A new way to encode words and similarity calculate.


Keywords
Encode, natural, language, processing, artificial, intelligence, fingerprint, machine-learning, natural-language-processing, nlp, python, search-algorithm
License
GPL-3.0
Install
pip install WordFP==1.0.2

Documentation

DOI

WordFP

This application consists of a python package made to encode words and compare them through similarity calculation. The words are encoded in a matrix of 0's and 1's called "WordFP", where the first column refers to all the letters present in a word and the second column to the last refers to the position of a certain letter in a word. The search for similar words is calculated based on the metrics: geometric, arithmetic, tanimoto and tversky.

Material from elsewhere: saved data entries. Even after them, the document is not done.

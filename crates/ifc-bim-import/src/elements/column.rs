// This Source Code Form is subject to the terms of the Mozilla Public
// License, v. 2.0. If a copy of the MPL was not distributed with this
// file, You can obtain one at https://mozilla.org/MPL/2.0/.

use super::{profile_rotation, SolidFrame};
use crate::error::{ImportError, Result};
use crate::hierarchy::StoreyEntry;
use crate::session::Session;
use ifc_bim_geometry::{extract_swept_solid, ProfileShape};
use ifc_bim_model::{
    BimElement, ColumnData, ColumnProfile, DecodedEntity, ElementData, Placement, Point3,
    Quaternion,
};

impl Session<'_> {
    pub(crate) fn decode_column(
        &self,
        entity: &DecodedEntity,
        storey: &StoreyEntry,
    ) -> Result<BimElement> {
        let (column, placement, bounds) = match self.parametric_column(entity, storey) {
            Ok((column, placement)) => (column, placement, None),
            Err(reason) => {
                log::info!("Column {}: {reason}; using mesh bounds", entity.id);
                let bounds = self.world_bounds(entity).ok_or(ImportError::NoGeometry)?;
                let size = bounds.size();
                let center = bounds.center();
                let column = ColumnData {
                    profile: ColumnProfile::Rectangular,
                    width: size.x,
                    depth: size.y,
                    height: size.z,
                };
                let placement = Placement::new(
                    Point3::new(center.x, center.y, bounds.min.z - storey.origin_z),
                    Quaternion::default(),
                );
                (column, placement, Some(bounds))
            }
        };

        let mut element =
            BimElement::new(String::new(), ElementData::Column(column)).with_placement(placement);
        element.geometry.bounds = bounds;
        Ok(element)
    }

    fn parametric_column(
        &self,
        entity: &DecodedEntity,
        storey: &StoreyEntry,
    ) -> Result<(ColumnData, Placement)> {
        let solid = extract_swept_solid(self.resolver(), entity)?;
        let placement = self.world_placement(entity);
        let frame = SolidFrame {
            placement: &placement,
            solid: &solid,
            unit_scale: self.unit_scale,
        };

        let (profile, width, depth, yaw) = match &solid.profile {
            ProfileShape::Rectangle { x_dim, y_dim, position } => (
                ColumnProfile::Rectangular,
                frame.length(*x_dim),
                frame.length(*y_dim),
                frame.rotation_z() + profile_rotation(position),
            ),
            ProfileShape::Circle { radius, .. } => {
                let diameter = frame.length(radius * 2.0);
                (ColumnProfile::Circular, diameter, diameter, frame.rotation_z())
            }
            ProfileShape::Polygon(_) => {
                return Err(ImportError::invalid("polygonal column profile"))
            }
        };

        let center = solid.profile.center();
        let at = frame.to_world(center.x, center.y);
        let column = ColumnData {
            profile,
            width,
            depth,
            height: frame.length(solid.depth),
        };
        let placement = Placement::new(
            Point3::new(at.x, at.y, frame.base_z() - storey.origin_z),
            Quaternion::from_yaw(yaw),
        );
        Ok((column, placement))
    }
}
impl AttributeValue {
    /// Shorthand for a string attribute
    pub fn text(s: impl Into<String>) -> Self {
        AttributeValue::String(s.into())
    }

    /// Shorthand for an enumeration attribute
    pub fn enumeration(s: impl Into<String>) -> Self {
        AttributeValue::Enum(s.into())
    }

    /// Shorthand for a list of references
    pub fn refs(ids: impl IntoIterator<Item = EntityId>) -> Self {
        AttributeValue::List(ids.into_iter().map(AttributeValue::EntityRef).collect())
    }

    /// Shorthand for a list of reals
    pub fn floats(values: impl IntoIterator<Item = f64>) -> Self {
        AttributeValue::List(values.into_iter().map(AttributeValue::Float).collect())
    }

    /// Shorthand for a typed value with one argument
    pub fn typed(type_name: impl Into<String>, value: AttributeValue) -> Self {
        AttributeValue::TypedValue(type_name.into(), vec![value])
    }

    /// Try to get as entity reference
    pub fn as_entity_ref(&self) -> Option<EntityId> {
        match self {
            AttributeValue::EntityRef(id) => Some(*id),
            _ => None,
        }
    }

    /// Try to get as string
    pub fn as_string(&self) -> Option<&str> {
        match self {
            AttributeValue::String(s) => Some(s),
            AttributeValue::TypedValue(_, args) if !args.is_empty() => args[0].as_string(),
            _ => None,
        }
    }

    /// Try to get as float
    pub fn as_float(&self) -> Option<f64> {
        match self {
            AttributeValue::Float(f) => Some(*f),
            AttributeValue::Integer(i) => Some(*i as f64),
            AttributeValue::TypedValue(_, args) if !args.is_empty() => args[0].as_float(),
            _ => None,
        }
    }

    /// Try to get as integer
    pub fn as_integer(&self) -> Option<i64> {
        match self {
            AttributeValue::Integer(i) => Some(*i),
            _ => None,
        }
    }

    /// Try to get as boolean
    pub fn as_bool(&self) -> Option<bool> {
        match self {
            AttributeValue::Bool(b) => Some(*b),
            AttributeValue::Enum(s) => match s.to_uppercase().as_str() {
                "TRUE" | "T" => Some(true),
                "FALSE" | "F" => Some(false),
                _ => None,
            },
            AttributeValue::TypedValue(_, args) if !args.is_empty() => args[0].as_bool(),
            _ => None,
        }
    }

    /// Try to get as enum string
    pub fn as_enum(&self) -> Option<&str> {
        match self {
            AttributeValue::Enum(s) => Some(s),
            _ => None,
        }
    }

    /// Try to get as list
    pub fn as_list(&self) -> Option<&[AttributeValue]> {
        match self {
            AttributeValue::List(list) => Some(list),
            _ => None,
        }
    }

    /// Check if this is a null value
    pub fn is_null(&self) -> bool {
        matches!(self, AttributeValue::Null)
    }

    /// Visit every entity reference in this value, including nested lists
    pub fn for_each_ref(&self, f: &mut impl FnMut(EntityId)) {
        match self {
            AttributeValue::EntityRef(id) => f(*id),
            AttributeValue::List(items) | AttributeValue::TypedValue(_, items) => {
                for item in items {
                    item.for_each_ref(f);
                }
            }
            _ => {}
        }
    }
}

impl From<EntityId> for AttributeValue {
    fn from(id: EntityId) -> Self {
        AttributeValue::EntityRef(id)
    }
}

impl From<Option<EntityId>> for AttributeValue {
    fn from(id: Option<EntityId>) -> Self {
        id.map_or(AttributeValue::Null, AttributeValue::EntityRef)
    }
}

impl From<f64> for AttributeValue {
    fn from(value: f64) -> Self {
        AttributeValue::Float(value)
    }
}

impl From<&str> for AttributeValue {
    fn from(value: &str) -> Self {
        AttributeValue::String(value.to_string())
    }
}

impl From<String> for AttributeValue {
    fn from(value: String) -> Self {
        AttributeValue::String(value)
    }
}

/// Decoded IFC entity
///
/// Represents a fully decoded entity with its id, type and attribute values.
#[derive(Clone, Debug, PartialEq)]
pub struct DecodedEntity {
    /// Entity ID
    pub id: EntityId,
    /// Entity type
    pub ifc_type: IfcType,
    /// Attribute values in order
    pub attributes: Vec<AttributeValue>,
}

impl DecodedEntity {
    /// Get attribute at index
    pub fn get(&self, index: usize) -> Option<&AttributeValue> {
        self.attributes.get(index)
    }

    /// Get entity reference at index
    pub fn get_ref(&self, index: usize) -> Option<EntityId> {
        self.get(index).and_then(|v| v.as_entity_ref())
    }

    /// Get string at index
    pub fn get_string(&self, index: usize) -> Option<&str> {
        self.get(index).and_then(|v| v.as_string())
    }

    /// Get float at index
    pub fn get_float(&self, index: usize) -> Option<f64> {
        self.get(index).and_then(|v| v.as_float())
    }

    /// Get list at index
    pub fn get_list(&self, index: usize) -> Option<&[AttributeValue]> {
        self.get(index).and_then(|v| v.as_list())
    }

    /// Get enum string at index
    pub fn get_enum(&self, index: usize) -> Option<&str> {
        self.get(index).and_then(|v| v.as_enum())
    }

    /// Get list of entity references at index
    pub fn get_refs(&self, index: usize) -> Vec<EntityId> {
        self.get_list(index)
            .map(|list| list.iter().filter_map(|v| v.as_entity_ref()).collect())
            .unwrap_or_default()
    }

    /// Check whether the list at `index` references `id`
    pub fn list_contains(&self, index: usize, id: EntityId) -> bool {
        self.get_list(index)
            .is_some_and(|list| list.iter().any(|v| v.as_entity_ref() == Some(id)))
    }
}

/// Triangle mesh data
///
/// Flattened vertex and index buffers, as exchanged with renderers and
/// geometry kernels.
#[derive(Clone, Debug, Default, PartialEq, Serialize, Deserialize)]
pub struct MeshData {
    /// Vertex positions as flattened [x, y, z, x, y, z, ...]
    pub positions: Vec<f32>,
    /// Vertex normals as flattened [nx, ny, nz, ...]; may be empty
    #[serde(default)]
    pub normals: Vec<f32>,
    /// Triangle indices
    pub indices: Vec<u32>,
}

impl MeshData {
    /// Create a new empty mesh
    pub fn new() -> Self {
        Self::default()
    }

    /// Create a mesh from positions and indices only
    pub fn from_buffers(positions: Vec<f32>, indices: Vec<u32>) -> Self {
        Self {
            positions,
            normals: Vec::new(),
            indices,
        }
    }

    /// Check if mesh is empty
    pub fn is_empty(&self) -> bool {
        self.positions.is_empty()
    }

    /// Get vertex count
    pub fn vertex_count(&self) -> usize {
        self.positions.len() / 3
    }

    /// Get triangle count
    pub fn triangle_count(&self) -> usize {
        self.indices.len() / 3
    }
}

/// Model metadata extracted from the STEP header
#[derive(Clone, Debug, Default, PartialEq, Serialize, Deserialize)]
pub struct ModelMetadata {
    /// IFC schema version (e.g., "IFC2X3", "IFC4")
    pub schema_version: String,
    /// Originating system (CAD application)
    pub originating_system: Option<String>,
    /// Preprocessor version
    pub preprocessor_version: Option<String>,
    /// File name from header
    pub file_name: Option<String>,
    /// File description
    pub file_description: Option<String>,
    /// Author
    pub author: Option<String>,
    /// Organization
    pub organization: Option<String>,
    /// Timestamp
    pub timestamp: Option<String>,
}

#[cfg(test)]
mod tests {
    use super::*;

    #[test]
    fn test_type_names_round_trip() {
        for name in ["IFCWALLSTANDARDCASE", "IfcRelFillsElement", "ifcpolyloop"] {
            let ty = IfcType::parse(name);
            assert!(!matches!(ty, IfcType::Unknown(_)), "{name}");
            assert_eq!(IfcType::parse(ty.name()), ty);
        }
    }

    #[test]
    fn test_unknown_type_keeps_name() {
        let ty = IfcType::parse("IfcFlowTerminal");
        assert_eq!(ty, IfcType::Unknown("IFCFLOWTERMINAL".into()));
        assert_eq!(ty.name(), "IFCFLOWTERMINAL");
    }

    #[test]
    fn test_attribute_accessors() {
        let label = AttributeValue::typed("IFCLABEL", "abc".into());
        assert_eq!(label.as_string(), Some("abc"));

        let flag = AttributeValue::typed("IFCBOOLEAN", AttributeValue::enumeration("T"));
        assert_eq!(flag.as_bool(), Some(true));

        let n = AttributeValue::Integer(3);
        assert_eq!(n.as_float(), Some(3.0));
    }

    #[test]
    fn test_for_each_ref_visits_nested_lists() {
        let value = AttributeValue::List(vec![
            AttributeValue::EntityRef(EntityId(1)),
            AttributeValue::List(vec![AttributeValue::EntityRef(EntityId(7))]),
            AttributeValue::Float(2.0),
        ]);
        let mut seen = Vec::new();
        value.for_each_ref(&mut |id| seen.push(id.0));
        assert_eq!(seen, vec![1, 7]);
    }

    #[test]
    fn test_list_contains() {
        let entity = DecodedEntity {
            id: EntityId(10),
            ifc_type: IfcType::IfcRelContainedInSpatialStructure,
            attributes: vec![
                AttributeValue::text("g"),
                AttributeValue::Null,
                AttributeValue::Null,
                AttributeValue::Null,
                AttributeValue::refs([EntityId(3), EntityId(4)]),
                AttributeValue::EntityRef(EntityId(2)),
            ],
        };
        assert!(entity.list_contains(4, EntityId(4)));
        assert!(!entity.list_contains(4, EntityId(2)));
        assert_eq!(entity.get_refs(4), vec![EntityId(3), EntityId(4)]);
    }
}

A jupyter-notebook with an example of using this package is in the examples/how_to_use.ipynb directory

Another way to use this package is through of web app WordFP. It is possible to run locally too following the steps below.

Install

Via pip

$ pip install wordfp

or

Via github

$ git clone https://github.com/jeffrichardchemistry/WordFP
$ cd WordFP
$ python3 setup.py install

Install and Run WebAPP Locally

The web application is in the "app/app.py" folder. Install dependencies:

$ pip install streamlit wordfp

To run:

$ cd .../app/
$ streamlit run app.py

Considerations

This project was an idea I came up with at a random moment while studying my PhD work, I hope it can help someone someday in areas like natural language processing (NLP).